Nothing in the records should change; write them all out again.

**********

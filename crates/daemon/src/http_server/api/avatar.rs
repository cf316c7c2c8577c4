use std::net::SocketAddr;
use std::path::Path;

use axum::extract::{ConnectInfo, Multipart, State};
use axum::response::{IntoResponse, Response};
use axum::Json;
use http::{HeaderMap, StatusCode};
use serde::{Deserialize, Serialize};

use common::category::{Category, CategoryTable};
use common::encoding;
use common::error::{ErrorKind, StoreError};
use common::layout::sanitize_filename;

use super::error::{store_error_response, ErrorBody};
use super::form::{read_upload_form, FormError};
use crate::ServiceState;

const FORWARDED_FOR: &str = "x-forwarded-for";

#[derive(Debug, Clone, Serialize, Deserialize)]
pub struct AvatarResponse {
    pub url: String,
    pub filename: String,
    pub size: u64,
}

pub async fn handler(
    State(state): State<ServiceState>,
    connect_info: Option<ConnectInfo<SocketAddr>>,
    headers: HeaderMap,
    mut multipart: Multipart,
) -> Result<impl IntoResponse, AvatarError> {
    let client = client_id(connect_info.as_ref().map(|c| c.0), &headers);
    if !state.avatar_limiter().is_allowed(&client) {
        tracing::warn!(client = %client, "avatar upload rate limited");
        return Err(AvatarError::RateLimited);
    }

    let categories = state.store().categories();
    let limit = state.uploads().max_avatar_bytes;
    let form = read_upload_form(state.store(), &mut multipart, limit, |filename, mime| {
        categories.classify(mime, filename) == Category::Images
    })
    .await?;

    let custom_name = form.field("name").map(str::to_string);
    let Some(mut file) = form.file else {
        return Err(AvatarError::NoFile);
    };
    let Some(filename) = avatar_filename(categories, file.filename(), custom_name.as_deref())
    else {
        let rejected = file.filename().to_string();
        file.discard().await;
        return Err(FormError::Rejected(rejected).into());
    };
    file.rename(&filename);

    let stored = state
        .store()
        .commit(file, None, Some(&state.uploads().avatar_namespace))
        .await?;

    Ok(Json(AvatarResponse {
        url: state.uploads().url_for(&stored.relative_path()),
        filename: stored.filename,
        size: stored.size,
    }))
}

/// Rate-limit key: the peer address, else the first forwarded-for hop.
fn client_id(peer: Option<SocketAddr>, headers: &HeaderMap) -> String {
    if let Some(addr) = peer {
        return addr.ip().to_string();
    }
    headers
        .get(FORWARDED_FOR)
        .and_then(|v| v.to_str().ok())
        .and_then(|v| v.split(',').next())
        .map(|v| v.trim().to_string())
        .filter(|v| !v.is_empty())
        .unwrap_or_else(|| "unknown".to_string())
}

/// Final avatar filename, or `None` when the upload's own extension is not an
/// image type.
///
/// A custom `name` keeps its extension only if that is an image extension;
/// otherwise its stem gets the upload's extension.
fn avatar_filename(
    categories: &CategoryTable,
    uploaded: &str,
    custom: Option<&str>,
) -> Option<String> {
    let is_image = |name: &str| categories.classify(None, name) == Category::Images;
    if !is_image(uploaded) {
        return None;
    }
    let Some(custom) = custom else {
        return Some(uploaded.to_string());
    };
    let custom = sanitize_filename(&encoding::fix(custom));
    if is_image(&custom) {
        return Some(custom);
    }
    let stem = Path::new(&custom)
        .file_stem()
        .map(|s| s.to_string_lossy().into_owned())
        .unwrap_or(custom);
    let ext = Path::new(uploaded).extension()?.to_string_lossy().into_owned();
    Some(format!("{}.{}", stem, ext))
}

#[derive(Debug, thiserror::Error)]
pub enum AvatarError {
    #[error("too many avatar uploads, try again later")]
    RateLimited,
    #[error("no file provided")]
    NoFile,
    #[error(transparent)]
    Form(#[from] FormError),
    #[error(transparent)]
    Store(#[from] StoreError),
}

impl IntoResponse for AvatarError {
    fn into_response(self) -> Response {
        match self {
            AvatarError::RateLimited => ErrorBody::new("RateLimited", self.to_string())
                .into_response_with(StatusCode::TOO_MANY_REQUESTS),
            AvatarError::NoFile => {
                ErrorBody::new(ErrorKind::ValidationError.as_str(), self.to_string())
                    .into_response_with(StatusCode::BAD_REQUEST)
            }
            AvatarError::Form(e) => e.into_response(),
            AvatarError::Store(e) => store_error_response(&e),
        }
    }
}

**********

# WRITTEN REPLY
filename crates/daemon/src/http_server/api/avatar.rs
repository cf316c7c2c8577c4
use std::net::SocketAddr;
use std::path::Path;

use axum::extract::{ConnectInfo, Multipart, State};
use axum::response::{IntoResponse, Response};
use axum::Json;
use http::{HeaderMap, StatusCode};
use serde::{Deserialize, Serialize};

use common::category::{Category, CategoryTable};
use common::encoding;
use common::error::{ErrorKind, StoreError};
use common::layout::sanitize_filename;

use super::error::{store_error_response, ErrorBody};
use super::form::{read_upload_form, FormError};
use crate::ServiceState;

const FORWARDED_FOR: &str = "x-forwarded-for";

#[derive(Debug, Clone, Serialize, Deserialize)]
pub struct AvatarResponse {
    pub url: String,
    pub filename: String,
    pub size: u64,
}

pub async fn handler(
    State(state): State<ServiceState>,
    connect_info: Option<ConnectInfo<SocketAddr>>,
    headers: HeaderMap,
    mut multipart: Multipart,
) -> Result<impl IntoResponse, AvatarError> {
    let client = client_id(connect_info.as_ref().map(|c| c.0), &headers);
    if !state.avatar_limiter().is_allowed(&client) {
        tracing::warn!(client = %client, "avatar upload rate limited");
        return Err(AvatarError::RateLimited);
    }

    let categories = state.store().categories();
    let limit = state.uploads().max_avatar_bytes;
    let form = read_upload_form(state.store(), &mut multipart, limit, |filename, mime| {
        categories.classify(mime, filename) == Category::Images
    })
    .await?;

    let custom_name = form.field("name").map(str::to_string);
    let Some(mut file) = form.file else {
        return Err(AvatarError::NoFile);
    };
    let Some(filename) = avatar_filename(categories, file.filename(), custom_name.as_deref())
    else {
        let rejected = file.filename().to_string();
        file.discard().await;
        return Err(FormError::Rejected(rejected).into());
    };
    file.rename(&filename);

    let stored = state
        .store()
        .commit(file, None, Some(&state.uploads().avatar_namespace))
        .await?;

    Ok(Json(AvatarResponse {
        url: state.uploads().url_for(&stored.relative_path()),
        filename: stored.filename,
        size: stored.size,
    }))
}

/// Rate-limit key: the peer address, else the first forwarded-for hop.
fn client_id(peer: Option<SocketAddr>, headers: &HeaderMap) -> String {
    if let Some(addr) = peer {
        return addr.ip().to_string();
    }
    headers
        .get(FORWARDED_FOR)
        .and_then(|v| v.to_str().ok())
        .and_then(|v| v.split(',').next())
        .map(|v| v.trim().to_string())
        .filter(|v| !v.is_empty())
        .unwrap_or_else(|| "unknown".to_string())
}

/// Final avatar filename, or `None` when the upload's own extension is not an
/// image type.
///
/// A custom `name` keeps its extension only if that is an image extension;
/// otherwise its stem gets the upload's extension.
fn avatar_filename(
    categories: &CategoryTable,
    uploaded: &str,
    custom: Option<&str>,
) -> Option<String> {
    let is_image = |name: &str| categories.classify(None, name) == Category::Images;
    if !is_image(uploaded) {
        return None;
    }
    let Some(custom) = custom else {
        return Some(uploaded.to_string());
    };
    let custom = sanitize_filename(&encoding::fix(custom));
    if is_image(&custom) {
        return Some(custom);
    }
    let stem = Path::new(&custom)
        .file_stem()
        .map(|s| s.to_string_lossy().into_owned())
        .unwrap_or(custom);
    let ext = Path::new(uploaded).extension()?.to_string_lossy().into_owned();
    Some(format!("{}.{}", stem, ext))
}

#[derive(Debug, thiserror::Error)]
pub enum AvatarError {
    #[error("too many avatar uploads, try again later")]
    RateLimited,
    #[error("no file provided")]
    NoFile,
    #[error(transparent)]
    Form(#[from] FormError),
    #[error(transparent)]
    Store(#[from] StoreError),
}

impl IntoResponse for AvatarError {
    fn into_response(self) -> Response {
        match self {
            AvatarError::RateLimited => ErrorBody::new("RateLimited", self.to_string())
                .into_response_with(StatusCode::TOO_MANY_REQUESTS),
            AvatarError::NoFile => {
                ErrorBody::new(ErrorKind::ValidationError.as_str(), self.to_string())
                    .into_response_with(StatusCode::BAD_REQUEST)
            }
            AvatarError::Form(e) => e.into_response(),
            AvatarError::Store(e) => store_error_response(&e),
        }
    }
}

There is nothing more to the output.